1 triton 10.05.06 at 1:54 am

How can I check if it is is using only 1 cpu?

2 nixcraft 10.05.06 at 7:35 am

Use any one of the following commands:
less /proc/interruptsor
cd /sys/devices/system/cpu
ls
ormpstat

See url

3 Ricardo Reis 05.08.07 at 4:17 pm

it should be

taskset -c -p 1 13545

options firts, arguments later. I know, it seems stupid but it is what it is. It only worked like this on my machines (debian)

4 Erik Bussink 06.05.07 at 11:03 pm

Hiya, thanks for this very interesting subject. I was looking for something like this, to be able to schedule my VMware Workstation 6.0 to run on my HP xw9400 Workstation Dual-Core Opteron (3&4) under RHEL5 (x86-64).

5 Ramanath 06.21.07 at 4:39 pm

Suppose I give this command

root@dialer243:~#taskset -c -p 1 13545

how do I check that the command worked or not!! I mean the cpu affinity was set or not ?

6 Sutanto Kurniawan 09.22.07 at 12:11 pm

Ramanath:
You can use the ‘top’ command.

After loading ‘top’ press 1 (one) to switch to SMP view, which will show each CPU usage.

Try assigning CPU intensive program to one of your CPU, and see (in ‘top’) whether the affinity is set or not.

In my system, the program taskset definitely do it’s job. If I don’t use the taskset, the CPU that work on my program is vary from 1 to 4 (I have quad core), when I assign the program to one specific CPU, then only that CPU that has high usage.

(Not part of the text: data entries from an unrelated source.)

use crate::core::interfaces::{SassCompiler, SassSyntax};
use crate::utils::{Logger, Result, TransformError};
use std::path::{Path, PathBuf};

/// SCSS/SASS compiler using the grass crate
///
/// Emits expanded CSS; minification is left to the later CSS stages.
#[derive(Clone, Default)]
pub struct GrassSassCompiler {
    load_paths: Vec<PathBuf>,
}

impl GrassSassCompiler {
    pub fn new() -> Self {
        Self::default()
    }

    /// Extra directories searched by `@use`/`@import`, relative ones resolved against the project root
    pub fn with_load_paths(load_paths: Vec<PathBuf>) -> Self {
        Self { load_paths }
    }

    /// Load paths for one file: its own directory, the project root, then configured paths
    fn load_paths_for(&self, project_root: &Path, filename: &str) -> Vec<PathBuf> {
        let file_path = project_root.join(filename);
        let mut paths = Vec::new();

        if let Some(dir) = file_path.parent() {
            paths.push(dir.to_path_buf());
        }
        paths.push(project_root.to_path_buf());
        paths.extend(self.load_paths.iter().map(|p| project_root.join(p)));

        paths
    }
}

fn compile_blocking(
    src: String,
    filename: String,
    syntax: SassSyntax,
    load_paths: Vec<PathBuf>,
) -> Result<String> {
    let input_syntax = match syntax {
        SassSyntax::Sass => grass::InputSyntax::Sass,
        SassSyntax::Scss => grass::InputSyntax::Scss,
    };

    let options = load_paths.iter().fold(
        grass::Options::default()
            .input_syntax(input_syntax)
            .style(grass::OutputStyle::Expanded),
        |options, path| options.load_path(path),
    );

    match grass::from_string(src, &options) {
        Ok(css) => {
            Logger::debug(&format!(
                "SCSS compiled successfully: {} -> {} bytes",
                filename,
                css.len()
            ));
            Ok(css)
        }
        Err(e) => {
            let error_msg = format!("{}: {}", filename, e);
            Logger::error(&error_msg);
            Err(TransformError::Sass(error_msg))
        }
    }
}

#[async_trait::async_trait]
impl SassCompiler for GrassSassCompiler {
    async fn compile(
        &self,
        project_root: &Path,
        filename: &str,
        src: &str,
        syntax: SassSyntax,
    ) -> Result<String> {
        let _timer = crate::utils::Timer::start(&format!("Compiling SCSS {}", filename));

        let load_paths = self.load_paths_for(project_root, filename);
        let src = src.to_string();
        let filename = filename.to_string();

        tokio::task::spawn_blocking(move || compile_blocking(src, filename, syntax, load_paths))
            .await
            .map_err(|e| TransformError::Sass(format!("Sass task failed: {}", e)))?
    }
}

#[cfg(test)]
mod tests {
    use super::*;

    async fn compile(src: &str, syntax: SassSyntax) -> Result<String> {
        GrassSassCompiler::new()
            .compile(Path::new("/project"), "styles.scss", src, syntax)
            .await
    }

    #[tokio::test]
    async fn test_compile_basic_scss() {
        let css = compile("$primary: #333;\nbody { color: $primary; }", SassSyntax::Scss)
            .await
            .unwrap();
        assert!(css.contains("color: #333"));
        assert!(!css.contains('$'));
    }

    #[tokio::test]
    async fn test_compile_nested_scss() {
        let css = compile(".nav { ul { margin: 0; li { display: inline-block; } } }", SassSyntax::Scss)
            .await
            .unwrap();
        assert!(css.contains(".nav ul li"));
    }

    #[tokio::test]
    async fn test_compile_indented_syntax() {
        let css = compile("$gap: 8px\n.row\n  padding: $gap\n", SassSyntax::Sass)
            .await
            .unwrap();
        assert!(css.contains(".row"));
        assert!(css.contains("padding: 8px"));
    }

    #[tokio::test]
    async fn test_compiled_css_is_stable() {
        let once = compile("$c: red;\n.a { .b { color: $c; } }", SassSyntax::Scss)
            .await
            .unwrap();
        let twice = compile(&once, SassSyntax::Scss).await.unwrap();
        assert_eq!(once, twice);
    }

    #[tokio::test]
    async fn test_compile_error_handling() {
        let result = compile("$primary: ;\nbody { color: $primary; }", SassSyntax::Scss).await;
        assert!(matches!(result, Err(TransformError::Sass(_))));
    }

    #[tokio::test]
    async fn test_imports_resolve_from_the_file_directory() {
        let root = tempfile::tempdir().unwrap();
        std::fs::create_dir_all(root.path().join("styles")).unwrap();
        std::fs::write(root.path().join("styles/_vars.scss"), "$accent: #0af;").unwrap();

        let css = GrassSassCompiler::new()
            .compile(
                root.path(),
                "styles/main.scss",
                "@import 'vars';\n.a { color: $accent; }",
                SassSyntax::Scss,
            )
            .await
            .unwrap();
        assert!(css.contains("color: #0af"));
    }
}
use crate::core::interfaces::{CssMinifier, CssTransformInput, CssTransformOutput};
use crate::utils::{Logger, Result, TransformError};
use lightningcss::stylesheet::{MinifyOptions, ParserOptions, PrinterOptions, StyleSheet};
use std::sync::{Arc, RwLock};

/// Plain stylesheet compile/minify step backed by lightningcss
pub struct LightningCssMinifier;

impl LightningCssMinifier {
    pub fn new() -> Self {
        Self
    }

    fn process(&self, input: &CssTransformInput) -> Result<CssTransformOutput> {
        let warnings = Arc::new(RwLock::new(Vec::new()));

        let mut stylesheet = StyleSheet::parse(
            &input.code,
            ParserOptions {
                filename: input.filename.clone(),
                warnings: Some(warnings.clone()),
                ..ParserOptions::default()
            },
        )
        .map_err(|e| {
            TransformError::CssProcessing(format!("{}: {}", input.filename, e))
        })?;

        if input.minify {
            stylesheet
                .minify(MinifyOptions::default())
                .map_err(|e| TransformError::CssProcessing(format!("{}: {}", input.filename, e)))?;
        }

        let result = stylesheet
            .to_css(PrinterOptions {
                minify: input.minify,
                ..PrinterOptions::default()
            })
            .map_err(|e| TransformError::CssProcessing(format!("{}: {}", input.filename, e)))?;

        let warnings = warnings
            .read()
            .map(|w| w.iter().map(|warning| warning.to_string()).collect())
            .unwrap_or_default();

        Ok(CssTransformOutput {
            code: result.code,
            warnings,
        })
    }
}

#[async_trait::async_trait]
impl CssMinifier for LightningCssMinifier {
    async fn transform(&self, input: CssTransformInput) -> Result<CssTransformOutput> {
        let _timer = crate::utils::Timer::start(&format!("Processing CSS {}", input.filename));
        Logger::stage(&input.filename, "lightningcss");

        self.process(&input)
    }
}

impl Default for LightningCssMinifier {
    fn default() -> Self {
        Self::new()
    }
}
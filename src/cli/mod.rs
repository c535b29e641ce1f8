// Command line front-end
pub mod commands;

pub use commands::*;
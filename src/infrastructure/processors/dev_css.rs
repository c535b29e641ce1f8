use crate::core::interfaces::DevCssWrapper;

/// Attribute tagging injected `<style>` elements with the file they came from
pub const STYLE_ID_ATTRIBUTE: &str = "data-soku-css-hmr";

/// Development wrapper: a JS module that appends the stylesheet to `document.head`
/// and removes it again when the module is hot-replaced.
pub struct StyleInjectionWrapper;

impl StyleInjectionWrapper {
    pub fn new() -> Self {
        Self
    }
}

impl DevCssWrapper for StyleInjectionWrapper {
    fn wrap(&self, src: &str, filename: &str) -> String {
        let css = escape_template_literal(src);
        let id = serde_json::Value::String(html_safe_id(filename)).to_string();

        format!(
            r#"(() => {{
  if (typeof document === 'undefined') {{
    return;
  }}
  const head = document.head || document.getElementsByTagName('head')[0];
  const previous = document.querySelector('style[{attr}=' + JSON.stringify({id}) + ']');
  if (previous) {{
    previous.parentNode.removeChild(previous);
  }}
  const style = document.createElement('style');
  style.setAttribute('{attr}', {id});
  style.appendChild(document.createTextNode(`{css}`));
  head.appendChild(style);
  if (typeof module !== 'undefined' && module.hot) {{
    module.hot.dispose(() => {{
      if (style.parentNode) {{
        style.parentNode.removeChild(style);
      }}
    }});
  }}
}})();"#,
            attr = STYLE_ID_ATTRIBUTE,
            id = id,
            css = css,
        )
    }
}

impl Default for StyleInjectionWrapper {
    fn default() -> Self {
        Self::new()
    }
}

/// Escape text for embedding in a JS template literal
fn escape_template_literal(src: &str) -> String {
    src.replace('\\', "\\\\")
        .replace('`', "\\`")
        .replace("${", "\\${")
}

/// Filename reduced to characters that are safe in an HTML attribute value
pub fn html_safe_id(filename: &str) -> String {
    filename
        .chars()
        .map(|c| if c.is_ascii_alphanumeric() || c == '-' || c == '_' { c } else { '_' })
        .collect()
}
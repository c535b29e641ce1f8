// Core domain layer
pub mod assembler;
pub mod classifier;
pub mod css_pipeline;
pub mod interfaces;
pub mod models;
pub mod services;

pub use classifier::Route;
pub use interfaces::*;
pub use models::*;
pub use services::*;
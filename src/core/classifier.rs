// File classification: pure predicates over a filename and the option flags

use crate::core::interfaces::SassSyntax;
use crate::core::models::{TransformOptions, TransformType, TransformerConfig};
use once_cell::sync::Lazy;
use regex::Regex;
use std::fmt;
use std::path::Path;

static STYLESHEET: Lazy<Regex> = Lazy::new(|| Regex::new(r"\.(css|s[ac]ss)$").unwrap());

static CSS_MODULE: Lazy<Regex> = Lazy::new(|| {
    Regex::new(r"\.module(\.(native|ios|android|web))?\.(css|s[ac]ss)$").unwrap()
});

static SERVER_ONLY_ENTRY: Lazy<Regex> = Lazy::new(|| {
    Regex::new(r"^app/\+html(\.(web|ios|android|native))?\.([cm]js|[tj]sx?)$").unwrap()
});

/// The single path a file takes through the transformer
#[derive(Debug, Clone, Copy, PartialEq, Eq, Hash)]
pub enum Route {
    SvgModule,
    Asset,
    Stylesheet,
    ElidedServerFile,
    Default,
}

impl fmt::Display for Route {
    fn fmt(&self, f: &mut fmt::Formatter<'_>) -> fmt::Result {
        let name = match self {
            Route::SvgModule => "svg-module",
            Route::Asset => "asset",
            Route::Stylesheet => "stylesheet",
            Route::ElidedServerFile => "elided-server-file",
            Route::Default => "default",
        };
        f.write_str(name)
    }
}

/// Everything a routing predicate may look at
#[derive(Debug, Clone, Copy)]
pub struct FileRequest<'a> {
    pub config: &'a TransformerConfig,
    pub project_root: &'a Path,
    pub filename: &'a str,
    pub options: &'a TransformOptions,
}

type Predicate = fn(&FileRequest<'_>) -> bool;

/// Routing table in priority order; the first matching predicate wins
const ROUTES: &[(Route, Predicate)] = &[
    (Route::SvgModule, svg_module_route),
    (Route::Asset, asset_route),
    (Route::Stylesheet, stylesheet_route),
    (Route::ElidedServerFile, server_only_route),
];

fn svg_module_route(request: &FileRequest<'_>) -> bool {
    is_svg_module(request.config, request.filename, request.options)
}

fn asset_route(request: &FileRequest<'_>) -> bool {
    is_asset(request.options)
}

fn stylesheet_route(request: &FileRequest<'_>) -> bool {
    is_css_modules_eligible(request.filename, request.options)
}

fn server_only_route(request: &FileRequest<'_>) -> bool {
    is_server_only_entry(request.project_root, request.filename, request.options)
}

/// Resolve a file to exactly one route. Never fails: unmatched files take `Route::Default`.
pub fn classify(request: &FileRequest<'_>) -> Route {
    ROUTES
        .iter()
        .find(|(_, matches)| matches(request))
        .map(|(route, _)| *route)
        .unwrap_or(Route::Default)
}

pub fn is_svg_module(config: &TransformerConfig, filename: &str, options: &TransformOptions) -> bool {
    if !options.custom_transform_options.svg_modules {
        return false;
    }

    Path::new(filename)
        .extension()
        .and_then(|ext| ext.to_str())
        .is_some_and(|ext| {
            config
                .svg_extensions
                .iter()
                .any(|svg| svg.trim_start_matches('.').eq_ignore_ascii_case(ext))
        })
}

pub fn is_asset(options: &TransformOptions) -> bool {
    options.kind == TransformType::Asset
}

/// CSS, SCSS or Sass file
pub fn is_stylesheet(filename: &str) -> bool {
    STYLESHEET.is_match(filename)
}

pub fn is_css_modules_eligible(filename: &str, options: &TransformOptions) -> bool {
    options.custom_transform_options.css_modules && is_stylesheet(filename)
}

/// `*.module.css`, optionally platform-qualified (`*.module.ios.scss`)
pub fn is_css_module(filename: &str) -> bool {
    CSS_MODULE.is_match(filename)
}

pub fn match_sass(filename: &str) -> Option<SassSyntax> {
    match Path::new(filename).extension().and_then(|ext| ext.to_str()) {
        Some("scss") => Some(SassSyntax::Scss),
        Some("sass") => Some(SassSyntax::Sass),
        _ => None,
    }
}

/// `app/+html[.platform].{js,jsx,ts,tsx,cjs,mjs}` in a client build
pub fn is_server_only_entry(project_root: &Path, filename: &str, options: &TransformOptions) -> bool {
    options.is_client_environment()
        && SERVER_ONLY_ENTRY.is_match(&project_relative(project_root, filename))
}

/// Filename relative to the project root with `/` separators
pub fn project_relative(project_root: &Path, filename: &str) -> String {
    let path = Path::new(filename);
    let relative = path.strip_prefix(project_root).unwrap_or(path);

    relative
        .to_string_lossy()
        .replace('\\', "/")
        .trim_start_matches("./")
        .to_string()
}

#[cfg(test)]
mod tests {
    use super::*;
    use crate::core::models::Environment;

    fn options(platform: &str) -> TransformOptions {
        TransformOptions::new(platform)
    }

    fn request<'a>(
        config: &'a TransformerConfig,
        filename: &'a str,
        options: &'a TransformOptions,
    ) -> FileRequest<'a> {
        FileRequest {
            config,
            project_root: Path::new("/project"),
            filename,
            options,
        }
    }

    #[test]
    fn test_svg_module_requires_flag() {
        let config = TransformerConfig::default();
        let mut opts = options("ios");
        assert!(!is_svg_module(&config, "logo.svg", &opts));

        opts.custom_transform_options.svg_modules = true;
        assert!(is_svg_module(&config, "assets/logo.svg", &opts));
        assert!(!is_svg_module(&config, "logo.png", &opts));
    }

    #[test]
    fn test_stylesheet_patterns() {
        assert!(is_stylesheet("global.css"));
        assert!(is_stylesheet("theme.scss"));
        assert!(is_stylesheet("theme.sass"));
        assert!(!is_stylesheet("styles.css.ts"));

        assert!(is_css_module("Button.module.css"));
        assert!(is_css_module("components/Card.module.ios.scss"));
        assert!(!is_css_module("global.css"));
        assert!(!is_css_module("module.css"));
    }

    #[test]
    fn test_match_sass() {
        assert_eq!(match_sass("a.scss"), Some(SassSyntax::Scss));
        assert_eq!(match_sass("a.module.sass"), Some(SassSyntax::Sass));
        assert_eq!(match_sass("a.css"), None);
    }

    #[test]
    fn test_server_only_entry_only_for_client() {
        let root = Path::new("/project");
        let mut opts = options("ios");
        assert!(!is_server_only_entry(root, "app/+html.tsx", &opts));

        opts.custom_transform_options.environment = Environment::Client;
        assert!(is_server_only_entry(root, "app/+html.tsx", &opts));
        assert!(is_server_only_entry(root, "app/+html.ios.tsx", &opts));
        assert!(is_server_only_entry(root, "/project/app/+html.web.js", &opts));
        assert!(!is_server_only_entry(root, "app/nested/+html.tsx", &opts));
        assert!(!is_server_only_entry(root, "app/+html.css", &opts));
        assert!(!is_server_only_entry(root, "src/app/+html.tsx", &opts));
    }

    #[test]
    fn test_classify_priority() {
        let config = TransformerConfig::default();

        let mut opts = options("web");
        opts.kind = TransformType::Asset;
        opts.custom_transform_options.svg_modules = true;
        opts.custom_transform_options.css_modules = true;
        assert_eq!(classify(&request(&config, "icon.svg", &opts)), Route::SvgModule);
        assert_eq!(classify(&request(&config, "styles.css", &opts)), Route::Asset);

        opts.kind = TransformType::Module;
        opts.custom_transform_options.environment = Environment::Client;
        assert_eq!(classify(&request(&config, "styles.css", &opts)), Route::Stylesheet);
        assert_eq!(
            classify(&request(&config, "app/+html.tsx", &opts)),
            Route::ElidedServerFile
        );
        assert_eq!(classify(&request(&config, "app/index.tsx", &opts)), Route::Default);
    }

    #[test]
    fn test_stylesheet_without_flag_takes_default_route() {
        let config = TransformerConfig::default();
        let opts = options("web");
        assert_eq!(classify(&request(&config, "global.css", &opts)), Route::Default);
    }

    #[test]
    fn test_project_relative() {
        let root = Path::new("/project");
        assert_eq!(project_relative(root, "/project/app/+html.tsx"), "app/+html.tsx");
        assert_eq!(project_relative(root, "./app/index.ts"), "app/index.ts");
        assert_eq!(project_relative(root, "app\\+html.tsx"), "app/+html.tsx");
    }
}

7 Boca 12.24.07 at 11:12 am

A little odd, but installing schedutils on ubuntu gutsy would remove essential components which is not recommended. However, taskset is available as part of default install.

8 mike503 02.09.08 at 9:34 am

Yeah, taskset is from util-linux. The syntax is now taskset -cp $CPU $PID

Took me a few minutes to figure that one out :) It wants to remove util-linux for schedutils and that has valuable utilities in it. It has taskset anyway. This article might be good to update…

Ubuntu 7.10 gutsy x86_64.

9 ellis bright 04.12.08 at 6:27 pm

this is great – i have a java wrapper on a engine written in C++ that crashes whenever the engine is run on more than 1 processor. since all the newer processors are multi-core, i have been running the OS in uniprocessor mode and basically wasting the other cores!
~Ellis http://www.lightspoke.com

10 InQuest 05.06.08 at 11:07 pm

Does the taskset do its job on already running processes. I tried but it didn’t work. First I ran 2 identical processes without taskset. They were homogeneously running on all 8 cpus I had. Now, when I tried assigning 2 cpus to 1 and 6 to another, it didn’t work.
I killed the process where I assigned 6 cpus. Still the other was using all 8 cpus.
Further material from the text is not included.